Dans un communiqué commun et virulent diffusé lundi 12 avril sous le nom de “Territoires unis”, l’Association des maires de France (AMF), l’Assemblée des départements de France (ADF) et Régions de France ont accusé le gouvernement “d’avoir peur du verdict des urnes”. “Ce qui se joue, en réalité, sur le dos des maires et sous le prétexte de la situation sanitaire, c’est le report des élections locales après les présidentielles et législatives car elles seraient des ‘élections non essentielles’”, déplorent les trois principales associations d’élus, menées par des personnalités Les Républicains.

Plus globalement, la droite, dont certains ténors veulent faire des régionales un tremplin avant la présidentielle, ne retient plus ses coups. Xavier Bertrand est l’un d’entre eux. “On ne va pas nous faire la différence entre les élections essentielles et celles qui ne le sont pas”, martelait le président des Hauts-de-France, lundi 12 avril sur BFMTV. Et le candidat déclaré pour 2022 d’ajouter, en forme d’avertissement: “le président de la République, c’est la clé de voûte des institutions, c’est le garant de la vie démocratique, il doit s’assurer (...) que personne ne se livre à de misérables petits calculs politiques si jamais ça en tentait certains.”

À l’échelle des partis, seul le MoDem de François Bayrou prône le report des élections locales à l’automne 2021. Et dans le détail, force est de constater que les divisions sont surtout internes à la majorité. Stanislas Guérini, Christophe Castaner ou les rares ministres qui s’expriment, poussent pour un scrutin au mois de juin prochain, à l’image du député de Paris Hugues Renson, lequel faisait valoir lundi sur les réseaux sociaux, que de nombreuses autres démocraties ont fait le choix de voter ces derniers mois malgré la pandémie de coronavirus.

Mais tous ne sont pas aussi convaincus parmi les proches du président de la République.
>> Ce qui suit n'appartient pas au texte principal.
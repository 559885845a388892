//! hitlflow client - drives remotely executed, checkpoint-driven workflows.
//!
//! The engine runs a workflow graph server side and streams progress as
//! Server-Sent Events. Execution stops at checkpoint nodes until a human
//! approves, edits or rejects the node's output. This crate keeps a local
//! mirror of one instance consistent with that stream.
//!
//! # Architecture
//!
//! ```text
//! ┌──────────────────────────────────────────────────────────────┐
//! │                     Host (CLI / UI shell)                    │
//! │   resolve_mode ──► ViewRegistries ──► render                 │
//! └───────────────┬──────────────────────────────▲───────────────┘
//!                 │ approve/edit/reject/         │ state, is_processing,
//!                 │ run/cancel/pause             │ current_event, notify
//!                 ▼                              │
//! ┌──────────────────────────────────────────────┴───────────────┐
//! │                      WorkflowHandlers                        │
//! │  one active operation ── AbortSignal ── ProcessingGuard      │
//! │                 │                                            │
//! │  ┌──────────────▼─────────────┐   ┌──────────────────────┐   │
//! │  │      EventReconciler       │──►│  InstanceStateStore  │   │
//! │  └──────────────▲─────────────┘   └──────────────────────┘   │
//! └─────────────────┼────────────────────────────────────────────┘
//!                   │ decode_event_stream (SseDecoder)
//!         ┌─────────┴─────────┐
//!         │    WorkflowApi    │  HttpWorkflowApi (reqwest)
//!         └───────────────────┘
//! ```
//!
//! # Modules
//!
//! - `api`: remote operations (`start`, `run`, `resume`, `get_state`, `cancel`, `pause`)
//! - `events`: SSE decoding, abort signals
//! - `store`: the per-instance state mirror
//! - `reconciler`: folds events into the store
//! - `handler`: user actions against one instance
//! - `workspace`: render mode resolution and view registries
//!
//! # Environment Variables
//!
//! - `HITLFLOW_BASE_URL`: API root (default: http://127.0.0.1:8000/api)
//! - `HITLFLOW_AUTH_TOKEN`: bearer token (default: none)
//! - `HITLFLOW_CONNECT_TIMEOUT_SEC`: connect timeout (default: 10)
//! - `HITLFLOW_USER_AGENT`: user agent (default: hitlflow/<version>)

pub mod api;
pub mod callbacks;
pub mod config;
pub mod error;
pub mod events;
pub mod handler;
pub mod progress;
pub mod reconciler;
pub mod store;
pub mod types;
pub mod workspace;

// Re-export main types
pub use api::{HttpWorkflowApi, WorkflowApi};
pub use callbacks::{ChannelCallbacks, HostCallbacks, Notification, NotificationLevel, TracingCallbacks};
pub use config::ClientConfig;
pub use error::{ClientError, Result};
pub use events::{
    decode_event_stream, encode_comment, AbortReason, AbortSignal, EventStream, FrameEncoder,
    SseDecoder,
};
pub use handler::WorkflowHandlers;
pub use progress::{CurrentEventCell, ProcessingFlag, ProcessingGuard};
pub use reconciler::{DrainOutcome, EventReconciler, Flow, InstanceContext};
pub use store::{InstanceStateStore, SnapshotOutcome};
pub use types::{
    CurrentNode, InstanceId, NodeState, NodeStatus, NodeType, PayloadKind, ResumeAction,
    StartRequest, StartResponse, ToolCallRecord, ToolCallStatus, WorkflowEvent,
    WorkflowEventType, WorkflowId, WorkflowInstanceState, WorkflowStatus, WorkspacePayload,
};
pub use workspace::{
    resolve_mode, ModeInputs, ModeKind, PayloadView, ViewRegistries, WorkflowPhase,
    WorkflowSlot, WorkflowSnapshot, WorkflowView, WorkspaceMode,
};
Richard Ferrand, le président de l’Assemblée nationale, plaide, à rebours de son parti, pour un report au “tout début du mois d’octobre 2021.” “Nous pourrions ainsi bénéficier pleinement des effets de la vaccination de la moitié de nos compatriotes dès la fin de l’été (...) et offrir à tous les candidats la possibilité de mener une campagne électorale normale”, faisait valoir l’élu du Finistère dans une lettre envoyée à Jean Castex jeudi 8 avril, inquiet de l’accroissement de “ce qu’il est convenu d’appeler la ‘prime au sortant’” alors que la campagne électorale sera dure à mener par temps de pandémie.

De son côté, François Bayrou n’hésite pas à agiter le souvenir douloureux du printemps dernier. “On a vécu au 1er tour des élections municipales un drame dans lequel nous connaissons, je connais des femmes et des hommes qui ont contracté la maladie, qui sont morts, et certains étaient mes amis”, expliquait-il sur franceinfo, lui aussi le 8 avril dernier, en poussant pour un report “après l’été”, comme la majorité des Français selon un sondage Odoxa pour Le Figaro publié le 25 mars dernier.

Voilà donc l’équation complexe à résoudre pour le gouvernement, pris en étau entre les impératifs démocratiques, les attentes de l’opposition, les inquiétudes sanitaires ou les doutes de certains quant à la possibilité de faire campagne. Autant de questions qui auraient pu être évitées avec la mise en place de différents modes d’expression, comme le vote par correspondance, à en croire plusieurs élus de différentes sensibilités. Une éventualité balayée d’un revers de la main par le ministre de l’Intérieur Gérald Darmanin en novembre dernier à l’Assemblée nationale, lequel vantait le choix ”de l’isoloir, de l’urne et des préaux d’écoles.”